03 Agustus 2016

Istri Selingkuh, Dipolisikan

Ini bukan berita. Tapi judul berita. Soal bahasa. Pembaca media yang rajin, pasti sangat akrab dengan istilah ini: dipolisikan. Bukan hanya di koran abujahal alias koran kuning, di koran-koran putih mainstream pun, istilah ini kerap muncul. Bukan hanya di media cetak, tapi juga di media-media online.

Saya tidak tahu bagaimana sejarah dan proses terbentuknya istilah ini. Masyarakat begitu saja menerimanya dan memahami maknanya dengan baik. Dan tampaknya tidak ada upaya dari pihak-pihak berwenang meluruskan atau memperbaikinya. Memperbaiki? Apakah istilah itu memang salah?
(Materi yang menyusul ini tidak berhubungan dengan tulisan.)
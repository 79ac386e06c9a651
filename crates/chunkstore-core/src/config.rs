//! chunkstore Configuration Management
//!
//! Handles configuration from environment variables and TOML files,
//! with defaults matching a local Milvus standalone deployment.

use serde::{Deserialize, Serialize};
use std::collections::HashMap;
use std::path::PathBuf;

/// Main configuration
#[derive(Debug, Clone, Serialize, Deserialize, Default)]
#[serde(default)]
pub struct StoreConfig {
    /// Default backend connection and adapter tuning
    pub milvus: MilvusConfig,

    /// Embedding model selection (drives vector dimension)
    pub embedding: EmbeddingConfig,

    /// Per-tenant connection overrides, keyed by tenant id
    pub tenants: HashMap<String, TenantOverride>,

    /// Logging configuration
    pub logging: LoggingConfig,
}

impl StoreConfig {
    /// Load configuration from environment variables
    pub fn from_env() -> Result<Self, ConfigError> {
        let mut config = Self::default();
        config.apply_env()?;
        Ok(config)
    }

    /// Load from a TOML file
    pub fn from_file(path: impl Into<PathBuf>) -> Result<Self, ConfigError> {
        let path = path.into();
        let content = std::fs::read_to_string(&path).map_err(|e| ConfigError::FileReadError {
            path: path.clone(),
            source: e,
        })?;

        toml::from_str(&content).map_err(|e| ConfigError::ParseError {
            path,
            message: e.to_string(),
        })
    }

    /// Merge with environment variables (env takes precedence)
    pub fn with_env_override(mut self) -> Result<Self, ConfigError> {
        self.apply_env()?;
        Ok(self)
    }

    fn apply_env(&mut self) -> Result<(), ConfigError> {
        // Milvus connection
        if let Ok(host) = std::env::var("MILVUS_HOST") {
            self.milvus.host = host;
        }
        if let Ok(port) = std::env::var("MILVUS_PORT") {
            self.milvus.port = parse_value("MILVUS_PORT", port)?;
        }
        if let Ok(user) = std::env::var("MILVUS_USER") {
            self.milvus.user = Some(user);
        }
        if let Ok(password) = std::env::var("MILVUS_PASSWORD") {
            self.milvus.password = Some(password);
        }
        if let Ok(db_name) = std::env::var("MILVUS_DB_NAME") {
            self.milvus.db_name = db_name;
        }
        if let Ok(collection) = std::env::var("MILVUS_COLLECTION") {
            self.milvus.collection_name = collection;
        }
        if let Ok(secure) = std::env::var("MILVUS_SECURE") {
            self.milvus.secure = Some(parse_value("MILVUS_SECURE", secure)?);
        }

        // Index and search tuning, JSON encoded
        if let Ok(params) = std::env::var("MILVUS_INDEX_PARAMS") {
            self.milvus.index_params = Some(parse_json("MILVUS_INDEX_PARAMS", params)?);
        }
        if let Ok(params) = std::env::var("MILVUS_SEARCH_PARAMS") {
            self.milvus.search_params = Some(parse_json("MILVUS_SEARCH_PARAMS", params)?);
        }
        if let Ok(level) = std::env::var("MILVUS_CONSISTENCY_LEVEL") {
            self.milvus.consistency_level = level.parse()?;
        }
        if let Ok(secs) = std::env::var("MILVUS_REQUEST_TIMEOUT_SECS") {
            self.milvus.request_timeout_secs =
                Some(parse_value("MILVUS_REQUEST_TIMEOUT_SECS", secs)?);
        }

        // Embedding
        if let Ok(model) = std::env::var("EMBEDDING_MODEL") {
            self.embedding.model = model;
        }
        if let Ok(dim) = std::env::var("EMBEDDING_DIMENSION") {
            self.embedding.dimension = Some(parse_value("EMBEDDING_DIMENSION", dim)?);
        }

        // Logging
        if let Ok(level) = std::env::var("LOG_LEVEL") {
            self.logging.level = level;
        }
        if let Ok(format) = std::env::var("LOG_FORMAT") {
            self.logging.json_format = format.eq_ignore_ascii_case("json");
        }

        Ok(())
    }
}

fn parse_value<T: std::str::FromStr>(key: &str, value: String) -> Result<T, ConfigError> {
    value.parse().map_err(|_| ConfigError::InvalidValue {
        key: key.to_string(),
        value,
    })
}

fn parse_json<T: serde::de::DeserializeOwned>(key: &str, value: String) -> Result<T, ConfigError> {
    serde_json::from_str(&value).map_err(|_| ConfigError::InvalidValue {
        key: key.to_string(),
        value,
    })
}

/// Milvus connection and adapter configuration
#[derive(Debug, Clone, Serialize, Deserialize)]
#[serde(default)]
pub struct MilvusConfig {
    /// Milvus host
    pub host: String,

    /// Milvus RESTful port
    pub port: u16,

    /// Username (optional)
    pub user: Option<String>,

    /// Password (optional)
    pub password: Option<String>,

    /// Force TLS on or off; by default TLS is used when a password is set
    pub secure: Option<bool>,

    /// Database name
    pub db_name: String,

    /// Collection holding the chunks
    pub collection_name: String,

    /// Index parameters used verbatim when creating the vector index
    pub index_params: Option<IndexParams>,

    /// Search parameters overriding the index-derived defaults
    pub search_params: Option<SearchParams>,

    /// Consistency level for new collections
    pub consistency_level: ConsistencyLevel,

    /// Per-query timeout in seconds (none by default)
    pub request_timeout_secs: Option<u64>,
}

impl Default for MilvusConfig {
    fn default() -> Self {
        Self {
            host: "127.0.0.1".to_string(),
            port: 19530,
            user: None,
            password: None,
            secure: None,
            db_name: "default".to_string(),
            collection_name: "test_sbert".to_string(),
            index_params: None,
            search_params: None,
            // Bounded favours search performance; tests use Strong
            consistency_level: ConsistencyLevel::Bounded,
            request_timeout_secs: None,
        }
    }
}

/// Connection fields a tenant may override
#[derive(Debug, Clone, Default, PartialEq, Eq, Serialize, Deserialize)]
#[serde(default)]
pub struct TenantOverride {
    pub host: Option<String>,
    pub port: Option<u16>,
    pub user: Option<String>,
    pub password: Option<String>,
    pub db_name: Option<String>,
    pub collection_name: Option<String>,
}

/// Vector index parameters, in the Milvus `create_index` layout
#[derive(Debug, Clone, PartialEq, Serialize, Deserialize)]
pub struct IndexParams {
    /// Index algorithm (HNSW, IVF_FLAT, AUTOINDEX, ...)
    pub index_type: String,

    /// Distance metric (IP, L2, COSINE)
    #[serde(default = "default_metric")]
    pub metric_type: String,

    /// Build parameters
    #[serde(default)]
    pub params: serde_json::Map<String, serde_json::Value>,
}

/// Search-time parameters, in the Milvus `search` layout
#[derive(Debug, Clone, PartialEq, Serialize, Deserialize)]
pub struct SearchParams {
    #[serde(default = "default_metric")]
    pub metric_type: String,

    #[serde(default)]
    pub params: serde_json::Map<String, serde_json::Value>,
}

fn default_metric() -> String {
    "IP".to_string()
}

/// Read consistency of a collection
#[derive(Debug, Clone, Copy, Default, PartialEq, Eq, Serialize, Deserialize)]
pub enum ConsistencyLevel {
    Strong,
    Session,
    #[default]
    Bounded,
    Eventually,
}

impl std::fmt::Display for ConsistencyLevel {
    fn fmt(&self, f: &mut std::fmt::Formatter<'_>) -> std::fmt::Result {
        match self {
            Self::Strong => write!(f, "Strong"),
            Self::Session => write!(f, "Session"),
            Self::Bounded => write!(f, "Bounded"),
            Self::Eventually => write!(f, "Eventually"),
        }
    }
}

impl std::str::FromStr for ConsistencyLevel {
    type Err = ConfigError;

    fn from_str(s: &str) -> Result<Self, Self::Err> {
        match s.to_lowercase().as_str() {
            "strong" => Ok(Self::Strong),
            "session" => Ok(Self::Session),
            "bounded" => Ok(Self::Bounded),
            "eventually" => Ok(Self::Eventually),
            _ => Err(ConfigError::InvalidValue {
                key: "MILVUS_CONSISTENCY_LEVEL".to_string(),
                value: s.to_string(),
            }),
        }
    }
}

/// Embedding model configuration
#[derive(Debug, Clone, Serialize, Deserialize)]
#[serde(default)]
pub struct EmbeddingConfig {
    /// Embedding model name
    pub model: String,

    /// Explicit vector dimension, overriding the model lookup
    pub dimension: Option<usize>,
}

impl Default for EmbeddingConfig {
    fn default() -> Self {
        Self {
            model: "all-MiniLM-L6-v2".to_string(),
            dimension: None,
        }
    }
}

impl EmbeddingConfig {
    /// Vector dimension produced by the configured model
    pub fn dimension(&self) -> usize {
        if let Some(dim) = self.dimension {
            return dim;
        }
        match self.model.to_lowercase().as_str() {
            "text-embedding-ada-002" | "text-embedding-3-small" => 1536,
            _ => 384, // sentence-transformers MiniLM family
        }
    }
}

/// Logging configuration
#[derive(Debug, Clone, Serialize, Deserialize)]
#[serde(default)]
pub struct LoggingConfig {
    /// Log level (trace, debug, info, warn, error)
    pub level: String,

    /// JSON format for logs
    pub json_format: bool,
}

impl Default for LoggingConfig {
    fn default() -> Self {
        Self {
            level: "info".to_string(),
            json_format: false,
        }
    }
}

/// Configuration errors
#[derive(Debug, thiserror::Error)]
pub enum ConfigError {
    #[error("Failed to read config file {path}: {source}")]
    FileReadError {
        path: PathBuf,
        #[source]
        source: std::io::Error,
    },

    #[error("Failed to parse config file {path}: {message}")]
    ParseError { path: PathBuf, message: String },

    #[error("Invalid value for {key}: {value}")]
    InvalidValue { key: String, value: String },
}

#[cfg(test)]
mod tests {
    use super::*;

    #[test]
    fn test_default_config() {
        let config = StoreConfig::default();
        assert_eq!(config.milvus.port, 19530);
        assert_eq!(config.milvus.collection_name, "test_sbert");
        assert_eq!(config.milvus.consistency_level, ConsistencyLevel::Bounded);
        assert_eq!(config.embedding.dimension(), 384);
        assert!(config.milvus.request_timeout_secs.is_none());
    }

    #[test]
    fn test_embedding_dimension_lookup() {
        let mut embedding = EmbeddingConfig {
            model: "text-embedding-ada-002".to_string(),
            dimension: None,
        };
        assert_eq!(embedding.dimension(), 1536);

        embedding.dimension = Some(768);
        assert_eq!(embedding.dimension(), 768);
    }

    #[test]
    fn test_consistency_level_parse() {
        assert_eq!(
            "strong".parse::<ConsistencyLevel>().unwrap(),
            ConsistencyLevel::Strong
        );
        assert_eq!(
            "Eventually".parse::<ConsistencyLevel>().unwrap(),
            ConsistencyLevel::Eventually
        );
        assert!("sometimes".parse::<ConsistencyLevel>().is_err());
    }

    #[test]
    fn test_index_params_json() {
        let params: IndexParams = serde_json::from_str(
            r#"{"index_type": "IVF_FLAT", "params": {"nlist": 256}, "metric_type": "L2"}"#,
        )
        .unwrap();
        assert_eq!(params.index_type, "IVF_FLAT");
        assert_eq!(params.metric_type, "L2");
        assert_eq!(params.params["nlist"], 256);

        let search: SearchParams = serde_json::from_str(r#"{"params": {"ef": 32}}"#).unwrap();
        assert_eq!(search.metric_type, "IP");
    }

    #[test]
    fn test_toml_with_tenants() {
        let config: StoreConfig = toml::from_str(
            r#"
            [milvus]
            host = "milvus.internal"
            consistency_level = "Strong"

            [milvus.index_params]
            index_type = "IVF_FLAT"
            params = { nlist = 128 }

            [tenants.acme]
            collection_name = "acme_chunks"
            "#,
        )
        .unwrap();

        assert_eq!(config.milvus.host, "milvus.internal");
        assert_eq!(config.milvus.port, 19530);
        assert_eq!(config.milvus.consistency_level, ConsistencyLevel::Strong);
        assert_eq!(
            config.milvus.index_params.as_ref().unwrap().metric_type,
            "IP"
        );
        assert_eq!(
            config.tenants["acme"].collection_name.as_deref(),
            Some("acme_chunks")
        );
    }
}
//! Tenant to connection resolution

use chunkstore_core::{ConnectionInfo, MilvusConfig, Result, StoreConfig, TenantOverride};
use std::collections::HashMap;

/// Maps a tenant (source) id to backend connection parameters
pub trait TenantResolver: Send + Sync {
    fn resolve(&self, tenant_id: &str) -> Result<ConnectionInfo>;
}

/// Resolves tenants from configuration: the default Milvus connection,
/// with per-tenant overrides applied on top
#[derive(Debug, Clone)]
pub struct ConfigTenantResolver {
    defaults: MilvusConfig,
    tenants: HashMap<String, TenantOverride>,
}

impl ConfigTenantResolver {
    pub fn new(defaults: MilvusConfig, tenants: HashMap<String, TenantOverride>) -> Self {
        Self { defaults, tenants }
    }

    pub fn from_config(config: &StoreConfig) -> Self {
        Self::new(config.milvus.clone(), config.tenants.clone())
    }
}

impl TenantResolver for ConfigTenantResolver {
    fn resolve(&self, tenant_id: &str) -> Result<ConnectionInfo> {
        let tenant = self.tenants.get(tenant_id).cloned().unwrap_or_default();
        let defaults = &self.defaults;

        let user = tenant.user.or_else(|| defaults.user.clone());
        let password = tenant.password.or_else(|| defaults.password.clone());

        let mut info = ConnectionInfo::new(
            tenant.host.unwrap_or_else(|| defaults.host.clone()),
            tenant.port.unwrap_or(defaults.port),
            tenant.db_name.unwrap_or_else(|| defaults.db_name.clone()),
            tenant
                .collection_name
                .unwrap_or_else(|| defaults.collection_name.clone()),
        )
        .with_credentials(user, password);

        if let Some(secure) = defaults.secure {
            info.secure = secure;
        }

        Ok(info)
    }
}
Justru itu, kita tidak tahu apakah istilah itu salah atau tidak. Tapi menurut saya, itu tidak benar. Kalaupun benar atau dibenarkan, maka masa depan Bahasa Indonesia akan kacau.

Mari kita lihat sejenak. 'dipolisikan' berasal dari kata dasar 'polisi'. Polisi adalah sebuah profesi. Profesi penegak hukum. Maka, ketika seseorang dilaporkan ke polisi atas dugaan pelanggaran hukum, saat itulah dia disebut 'dipolisikan'. Dalam hal judul di atas, muncul pertanyaan, siapa yang memolisikan? Mungkin suami. Mungkin juga keluarga.

Tapi yang jelas, jika ada pihak yang dipolisikan, maka ada pihak yang memolisikan. Hmm...! Istilah memolisikan atau mempolisikan inipun masih butuh ruang diskusi. Mana yang benar? Kasus-kasus bahasa seperti ini juga tak ada penjelasan yang memadai. Dulu, yang kita tahu adalah mempengaruhi, sekarang berubah jadi 'memengaruhi'.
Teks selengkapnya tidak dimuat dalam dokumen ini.